# ABOUT THIS EXERCISE:
All that is needed is a count of the lines in this data that contain the word "ResultSinks".

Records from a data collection

▬▬▬▬▬▬▬▬▬▬

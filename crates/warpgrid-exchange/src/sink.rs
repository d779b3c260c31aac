//! Result sinks: where a finished exchange delivers its outcome.
//!
//! A sink is a single-use handle. [`OutcomeSink::deliver`] consumes the
//! boxed sink, so once an exchange has handed over its outcome nothing can
//! reach the caller's callbacks again, and whatever the callbacks captured
//! is dropped together with them.

use bytes::Bytes;
use tokio::sync::oneshot;
use tracing::debug;

use crate::ExchangeError;

/// Terminal outcome of one exchange.
pub type Outcome = Result<Bytes, ExchangeError>;

/// Receives the terminal outcome of an exchange, exactly once.
pub trait OutcomeSink: Send {
    fn deliver(self: Box<Self>, outcome: Outcome);
}

type SuccessFn = Box<dyn FnOnce(Bytes) + Send>;
type FailureFn = Box<dyn FnOnce(ExchangeError) + Send>;

/// A success/failure callback pair.
///
/// Delivering an outcome fires exactly one of the two callbacks and drops
/// both.
pub struct ResultSinks {
    on_success: SuccessFn,
    on_failure: FailureFn,
}

impl ResultSinks {
    pub fn new(
        on_success: impl FnOnce(Bytes) + Send + 'static,
        on_failure: impl FnOnce(ExchangeError) + Send + 'static,
    ) -> Self {
        Self {
            on_success: Box::new(on_success),
            on_failure: Box::new(on_failure),
        }
    }
}

impl OutcomeSink for ResultSinks {
    fn deliver(self: Box<Self>, outcome: Outcome) {
        let Self {
            on_success,
            on_failure,
        } = *self;
        match outcome {
            Ok(body) => {
                drop(on_failure);
                on_success(body);
            }
            Err(err) => {
                drop(on_success);
                on_failure(err);
            }
        }
    }
}

impl OutcomeSink for oneshot::Sender<Outcome> {
    fn deliver(self: Box<Self>, outcome: Outcome) {
        if (*self).send(outcome).is_err() {
            debug!("outcome receiver dropped before delivery");
        }
    }
}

▬▬▬▬▬▬▬▬▬▬

# SOLVED EXERCISE:
3